#### INPUT DATA

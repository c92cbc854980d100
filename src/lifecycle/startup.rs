//! Startup orchestration.
//!
//! # Responsibilities
//! - Load and validate configuration
//! - Initialize all subsystems in dependency order
//! - Start background tasks (cache sweeper, metrics upkeep, reload triggers)
//! - Bind listeners and begin accepting traffic
//!
//! # Design Decisions
//! - Fail fast: any startup error is fatal
//! - Subsystems initialize in order, not concurrently
//! - Listeners start last (traffic only when ready)

use std::net::SocketAddr;
use std::path::Path;
use std::time::Duration;

use crate::admin;
use crate::cache;
use crate::config::loader::{ConfigError, ConfigSource};
use crate::config::schema::GatewayConfig;
use crate::config::watcher::{self, ConfigWatcher};
use crate::http::server::GatewayServer;
use crate::http::state::GatewayState;
use crate::lifecycle::reload::Reloader;
use crate::lifecycle::shutdown::Shutdown;
use crate::lifecycle::signals;
use crate::net::tls::load_tls_config;
use crate::observability::{logging, metrics};
use crate::routing::table::RoutingError;

const METRICS_UPKEEP_INTERVAL: Duration = Duration::from_secs(10);
const WATCH_DEBOUNCE: Duration = Duration::from_millis(500);

/// Fatal errors before or while serving.
#[derive(Debug, thiserror::Error)]
pub enum StartupError {
    #[error(transparent)]
    Config(#[from] ConfigError),

    #[error(transparent)]
    Routing(#[from] RoutingError),

    #[error("failed to load TLS material: {0}")]
    Tls(#[source] std::io::Error),

    #[error("server.{field}: invalid socket address '{value}'")]
    Address { field: &'static str, value: String },

    #[error("listener on {address} failed: {source}")]
    Serve {
        address: SocketAddr,
        #[source]
        source: std::io::Error,
    },

    #[error("config watcher failed: {0}")]
    Watch(#[from] notify::Error),
}

/// Log configuration hazards that do not prevent startup.
pub fn warn_about(config: &GatewayConfig) {
    let tls = config.server.tls_paths().is_some();
    if !tls {
        tracing::warn!(
            address = %config.server.http_address,
            "No TLS certificate configured; serving all domains over plaintext HTTP"
        );
    }
    for domain in &config.domains {
        if domain.autocert && !tls {
            tracing::warn!(
                domain = %domain.domain,
                "autocert is set but certificates must be provisioned externally"
            );
        }
        if domain.redirect_to_https && !tls {
            tracing::warn!(domain = %domain.domain, "redirect_to_https without a TLS listener");
        }
    }
}

/// Run the gateway until a termination signal arrives.
pub async fn run(source: ConfigSource) -> Result<(), StartupError> {
    // 1. Configuration
    let config = source.load()?;

    // 2. Logging and metrics
    logging::init_logging(&config.logging);
    metrics::init_metrics();
    tracing::info!(
        version = env!("CARGO_PKG_VERSION"),
        config = %source.main.display(),
        domains = config.domains.len(),
        "edge-gateway starting"
    );
    warn_about(&config);

    // 3. State
    let state = GatewayState::from_config(&config)?;
    let tls = match config.server.tls_paths() {
        Some((cert, key)) => Some(
            load_tls_config(Path::new(cert), Path::new(key))
                .await
                .map_err(StartupError::Tls)?,
        ),
        None => None,
    };
    let shutdown = Shutdown::new();
    let reloader = Reloader::new(source.clone(), state.clone(), tls.clone());

    // 4. Background tasks
    if state.cache.enabled() {
        tokio::spawn(cache::run_sweeper(
            state.cache.clone(),
            Duration::from_secs(config.cache.sweep_interval_secs.max(1)),
            shutdown.clone(),
        ));
    }
    spawn_metrics_upkeep(shutdown.clone());
    signals::spawn_reload_handler(reloader.clone(), shutdown.clone());
    signals::spawn_termination_handler(shutdown.clone());

    // The watcher stops when dropped, so keep it for the life of `run`.
    let _watcher = if config.reload_on_change {
        Some(spawn_watch_reloader(&source, reloader.clone(), shutdown.clone())?)
    } else {
        None
    };

    // 5. Admin API
    if let Some(address) = &config.server.admin_address {
        let address: SocketAddr = address.parse().map_err(|_| StartupError::Address {
            field: "admin_address",
            value: address.clone(),
        })?;
        admin::spawn(
            address,
            state.clone(),
            reloader,
            config.server.admin_api_key.clone(),
            shutdown.clone(),
        );
    }

    // 6. Listeners
    let server = GatewayServer::new(&config, state, tls)?;
    server.run(shutdown).await?;

    tracing::info!("Shutdown complete");
    Ok(())
}

fn spawn_metrics_upkeep(shutdown: Shutdown) {
    let mut shutdown_rx = shutdown.subscribe();
    tokio::spawn(async move {
        let mut ticker = tokio::time::interval(METRICS_UPKEEP_INTERVAL);
        loop {
            tokio::select! {
                _ = ticker.tick() => metrics::run_upkeep(),
                _ = shutdown_rx.recv() => break,
            }
        }
    });
}

fn spawn_watch_reloader(
    source: &ConfigSource,
    reloader: Reloader,
    shutdown: Shutdown,
) -> Result<notify::RecommendedWatcher, StartupError> {
    let (config_watcher, mut rx) = ConfigWatcher::new(&source.main, source.conf_dir.as_deref());
    let handle = config_watcher.run()?;
    let mut shutdown_rx = shutdown.subscribe();

    tokio::spawn(async move {
        loop {
            tokio::select! {
                triggered = watcher::debounce(&mut rx, WATCH_DEBOUNCE) => {
                    if triggered.is_none() {
                        break;
                    }
                    let _ = reloader.reload().await;
                }
                _ = shutdown_rx.recv() => break,
            }
        }
    });

    Ok(handle)
}
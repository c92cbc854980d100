//! Request inspection helpers.
//!
//! # Responsibilities
//! - Determine the request ID (client-supplied or UUID v4)
//! - Extract routing-relevant information (host, client address)
//!
//! # Design Decisions
//! - Request ID assigned as early as possible for tracing
//! - HTTP/2 requests carry the host in the URI authority, not a Host header

use std::net::SocketAddr;

use axum::body::Body;
use axum::extract::ConnectInfo;
use axum::http::{header, HeaderName, Request};

pub static X_REQUEST_ID: HeaderName = HeaderName::from_static("x-request-id");

/// Return the incoming request ID or generate a new one.
pub fn request_id(req: &Request<Body>) -> String {
    req.headers()
        .get(&X_REQUEST_ID)
        .and_then(|v| v.to_str().ok())
        .filter(|v| !v.is_empty() && v.len() <= 128)
        .map(str::to_string)
        .unwrap_or_else(|| uuid::Uuid::new_v4().to_string())
}

/// Host as sent by the client (Host header, else URI authority), port included.
pub fn host(req: &Request<Body>) -> String {
    req.headers()
        .get(header::HOST)
        .and_then(|v| v.to_str().ok())
        .map(str::to_string)
        .or_else(|| req.uri().authority().map(|a| a.as_str().to_string()))
        .unwrap_or_default()
}

/// Peer address recorded by the listener.
pub fn client_addr(req: &Request<Body>) -> Option<SocketAddr> {
    req.extensions()
        .get::<ConnectInfo<SocketAddr>>()
        .map(|ConnectInfo(addr)| *addr)
}
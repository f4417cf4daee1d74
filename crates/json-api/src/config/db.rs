//! Database Config

use std::time::Duration;

use clap::Args;
use coupons_app::database::PoolSettings;

/// Database settings.
#[derive(Debug, Args)]
pub struct DatabaseConfig {
    /// `PostgreSQL` connection string
    #[arg(long, env = "DATABASE_URL")]
    pub database_url: String,

    /// Maximum number of pooled connections
    #[arg(long, env = "DATABASE_MAX_CONNECTIONS", default_value_t = 10)]
    pub database_max_connections: u32,

    /// Seconds to wait for a pooled connection
    #[arg(long, env = "DATABASE_ACQUIRE_TIMEOUT_SECONDS", default_value_t = 5)]
    pub database_acquire_timeout_seconds: u64,
}

impl DatabaseConfig {
    pub fn pool_settings(&self) -> PoolSettings {
        PoolSettings {
            max_connections: self.database_max_connections,
            acquire_timeout: Duration::from_secs(self.database_acquire_timeout_seconds),
        }
    }
}
//! Depot helper extensions.

use std::any::Any;

use coupons_app::auth::AuthenticatedUser;
use salvo::prelude::{Depot, StatusError};

/// Helpers for mapping depot extraction failures to HTTP errors.
pub(crate) trait DepotExt {
    fn obtain_or_500<T: Any + Send + Sync>(&self) -> Result<&T, StatusError>;

    fn insert_current_user(&mut self, user: AuthenticatedUser);

    fn current_user_or_401(&self) -> Result<&AuthenticatedUser, StatusError>;
}

impl DepotExt for Depot {
    fn obtain_or_500<T: Any + Send + Sync>(&self) -> Result<&T, StatusError> {
        self.obtain::<T>()
            .map_err(|_ignored| StatusError::internal_server_error())
    }

    fn insert_current_user(&mut self, user: AuthenticatedUser) {
        self.inject(user);
    }

    fn current_user_or_401(&self) -> Result<&AuthenticatedUser, StatusError> {
        self.obtain::<AuthenticatedUser>()
            .map_err(|_ignored| StatusError::unauthorized().brief("No user authenticated"))
    }
}
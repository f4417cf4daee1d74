//! Server configuration module

use std::net::SocketAddr;

use clap::Parser;

use crate::config::{
    db::DatabaseConfig,
    identity::IdentityConfig,
    pricing::PricingConfig,
    server::ServerRuntimeConfig,
    telemetry::{LoggingConfig, TracingConfig},
};

pub(crate) mod db;
pub(crate) mod identity;
pub(crate) mod pricing;
pub(crate) mod server;
pub(crate) mod telemetry;

pub(crate) use telemetry::LogFormat;

/// Coupons JSON API Server configuration
#[derive(Debug, Parser)]
#[command(name = "coupons-json", about = "Coupons JSON API Server", long_about = None)]
pub struct ServerConfig {
    /// Server network settings.
    #[command(flatten)]
    pub server: ServerRuntimeConfig,

    /// Logging output settings.
    #[command(flatten)]
    pub logging: LoggingConfig,

    /// Trace export settings.
    #[command(flatten)]
    pub tracing: TracingConfig,

    /// Application database settings.
    #[command(flatten)]
    pub database: DatabaseConfig,

    /// Identity provider settings.
    #[command(flatten)]
    pub identity: IdentityConfig,

    /// Discount presentation settings.
    #[command(flatten)]
    pub pricing: PricingConfig,
}

impl ServerConfig {
    /// Load configuration from environment and CLI arguments
    ///
    /// # Errors
    ///
    /// Returns an error if configuration cannot be parsed
    pub fn load() -> Result<Self, clap::Error> {
        // Load .env file if present (ignore if missing)
        _ = dotenvy::dotenv();

        Self::try_parse()
    }

    /// Get the socket address for binding
    #[must_use]
    pub fn socket_addr(&self) -> SocketAddr {
        self.server.socket_addr()
    }
}
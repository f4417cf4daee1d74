//! State

use std::sync::Arc;

use coupons_app::context::AppContext;
use rusty_money::iso::Currency;

#[derive(Clone)]
pub(crate) struct State {
    pub(crate) app: AppContext,

    /// Currency that discount amounts are rounded to.
    pub(crate) currency: &'static Currency,
}

impl State {
    #[must_use]
    pub(crate) fn new(app: AppContext, currency: &'static Currency) -> Self {
        Self { app, currency }
    }

    #[must_use]
    pub(crate) fn from_app_context(app: AppContext, currency: &'static Currency) -> Arc<Self> {
        Arc::new(Self::new(app, currency))
    }
}
//! W3C trace context carried on incoming requests.

use opentelemetry::{Context, global, propagation::Extractor, trace::TraceContextExt as _};
use salvo::http::{HeaderMap, HeaderName};

/// Incoming headers seen through the propagator's eyes.
struct RequestHeaders<'a>(&'a HeaderMap);

impl Extractor for RequestHeaders<'_> {
    fn get(&self, key: &str) -> Option<&str> {
        self.0.get(key).and_then(|value| value.to_str().ok())
    }

    fn keys(&self) -> Vec<&str> {
        self.0.keys().map(HeaderName::as_str).collect()
    }
}

/// The caller's span context, when the request carries a valid `traceparent`.
pub(super) fn extract_parent_context(headers: &HeaderMap) -> Option<Context> {
    global::get_text_map_propagator(|propagator| {
        // Start from an empty context so a missing header never adopts the
        // span that happens to be current in this process.
        let context = propagator.extract_with_context(&Context::new(), &RequestHeaders(headers));

        let remote = context.span().span_context().is_valid();

        remote.then_some(context)
    })
}
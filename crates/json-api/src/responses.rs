//! Shared response bodies

use salvo::oapi::ToSchema;
use serde::{Deserialize, Serialize};

/// Response carrying only a message
#[derive(Debug, Serialize, Deserialize, ToSchema)]
pub(crate) struct MessageResponse {
    pub message: String,
}

impl MessageResponse {
    pub(crate) fn new(message: impl Into<String>) -> Self {
        Self {
            message: message.into(),
        }
    }
}
//! Test helpers.

use std::sync::Arc;

use coupons::coupons::{AppliesTo, CouponKind};
use coupons_app::{
    auth::{AuthenticatedUser, MockAuthService},
    context::AppContext,
    domain::coupons::{
        MockCouponsService,
        records::{CouponRecord, CouponUuid},
    },
};
use jiff::Timestamp;
use rust_decimal_macros::dec;
use rusty_money::iso;
use salvo::{affix_state::inject, prelude::*};
use uuid::Uuid;

use crate::{extensions::*, state::State};

pub(crate) const TEST_USER_ID: Uuid = Uuid::nil();

pub(crate) fn test_user() -> AuthenticatedUser {
    AuthenticatedUser {
        id: TEST_USER_ID,
        email: "admin@example.test".to_string(),
        name: Some("Admin".to_string()),
    }
}

#[salvo::handler]
pub(crate) async fn inject_user(
    req: &mut Request,
    depot: &mut Depot,
    res: &mut Response,
    ctrl: &mut FlowCtrl,
) {
    depot.insert_current_user(test_user());
    ctrl.call_next(req, depot, res).await;
}

/// A 25% coupon capped at 50, valid for the whole of 2020 to 2099.
pub(crate) fn make_coupon(uuid: CouponUuid, code: &str) -> CouponRecord {
    CouponRecord {
        uuid,
        code: code.to_string(),
        kind: CouponKind::Percentage,
        value: dec!(25),
        min_purchase: Some(dec!(100)),
        max_discount: Some(dec!(50)),
        valid_from: Timestamp::from_second(1_577_836_800).unwrap_or(Timestamp::UNIX_EPOCH),
        valid_until: Timestamp::from_second(4_102_444_800).unwrap_or(Timestamp::MAX),
        usage_limit: Some(100),
        usage_count: 0,
        is_active: true,
        applies_to: AppliesTo::All,
        applicable_ids: Vec::new(),
        created_at: Timestamp::UNIX_EPOCH,
        updated_at: Timestamp::UNIX_EPOCH,
    }
}

fn strict_auth_mock() -> MockAuthService {
    let mut auth = MockAuthService::new();

    auth.expect_register().never();
    auth.expect_login().never();
    auth.expect_logout().never();
    auth.expect_authenticate_bearer().never();

    auth
}

fn strict_coupons_mock() -> MockCouponsService {
    let mut coupons = MockCouponsService::new();

    coupons.expect_list_coupons().never();
    coupons.expect_get_coupon().never();
    coupons.expect_get_active_coupon_by_code().never();
    coupons.expect_create_coupon().never();
    coupons.expect_update_coupon().never();
    coupons.expect_delete_coupon().never();
    coupons.expect_set_coupon_active().never();
    coupons.expect_redeem_coupon().never();

    coupons
}

fn state(coupons: MockCouponsService, auth: MockAuthService) -> Arc<State> {
    State::from_app_context(
        AppContext {
            coupons: Arc::new(coupons),
            auth: Arc::new(auth),
        },
        iso::USD,
    )
}

pub(crate) fn state_with_coupons(coupons: MockCouponsService) -> Arc<State> {
    state(coupons, strict_auth_mock())
}

pub(crate) fn state_with_auth(auth: MockAuthService) -> Arc<State> {
    state(strict_coupons_mock(), auth)
}

/// Serve `route` as an authenticated user.
pub(crate) fn coupons_service(coupons: MockCouponsService, route: Router) -> Service {
    Service::new(
        Router::new()
            .hoop(inject(state_with_coupons(coupons)))
            .hoop(inject_user)
            .push(route),
    )
}

/// Serve `route` without an authenticated user.
pub(crate) fn public_coupons_service(coupons: MockCouponsService, route: Router) -> Service {
    Service::new(
        Router::new()
            .hoop(inject(state_with_coupons(coupons)))
            .push(route),
    )
}

pub(crate) fn auth_service(auth: MockAuthService, route: Router) -> Service {
    Service::new(Router::new().hoop(inject(state_with_auth(auth))).push(route))
}
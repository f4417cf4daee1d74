//! Coupons service errors.

use coupons::coupons::CouponTermsError;
use sqlx::{
    Error,
    error::{DatabaseError, ErrorKind},
};
use thiserror::Error;

#[derive(Debug, Error)]
pub enum CouponsServiceError {
    #[error("coupon code already exists")]
    AlreadyExists,

    #[error("coupon not found")]
    NotFound,

    #[error("coupon usage limit has been reached")]
    UsageLimitReached,

    #[error("coupon is expired or not yet active")]
    OutsideWindow,

    #[error("missing required data")]
    MissingRequiredData,

    #[error("invalid data")]
    InvalidData,

    #[error("invalid coupon terms")]
    InvalidTerms(#[from] CouponTermsError),

    #[error("storage error")]
    Sql(#[source] Error),
}

impl From<Error> for CouponsServiceError {
    fn from(error: Error) -> Self {
        if matches!(error, Error::RowNotFound) {
            return Self::NotFound;
        }

        match error.as_database_error().map(DatabaseError::kind) {
            Some(ErrorKind::UniqueViolation) => Self::AlreadyExists,
            Some(ErrorKind::NotNullViolation) => Self::MissingRequiredData,
            Some(ErrorKind::CheckViolation) => Self::InvalidData,
            _ => Self::Sql(error),
        }
    }
}

#[cfg(test)]
mod tests {
    use super::*;

    #[test]
    fn row_not_found_maps_to_not_found() {
        let error = CouponsServiceError::from(Error::RowNotFound);

        assert!(
            matches!(error, CouponsServiceError::NotFound),
            "expected NotFound, got {error:?}"
        );
    }

    #[test]
    fn other_errors_are_kept_as_storage_errors() {
        let error = CouponsServiceError::from(Error::PoolTimedOut);

        assert!(
            matches!(error, CouponsServiceError::Sql(Error::PoolTimedOut)),
            "expected Sql, got {error:?}"
        );
    }
}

########

# WORK REQUIRED
Output the listing above word for word, from the opening line through the line that contains "order, not concurrently", and leave out everything after it.

# RESPONSE TO THIS TASK
repository c92cbc854980d100
filename src/lifecycle/startup.rs
//! Startup orchestration.
//!
//! # Responsibilities
//! - Load and validate configuration
//! - Initialize all subsystems in dependency order
//! - Start background tasks (cache sweeper, metrics upkeep, reload triggers)
//! - Bind listeners and begin accepting traffic
//!
//! # Design Decisions
//! - Fail fast: any startup error is fatal
//! - Subsystems initialize in order, not concurrently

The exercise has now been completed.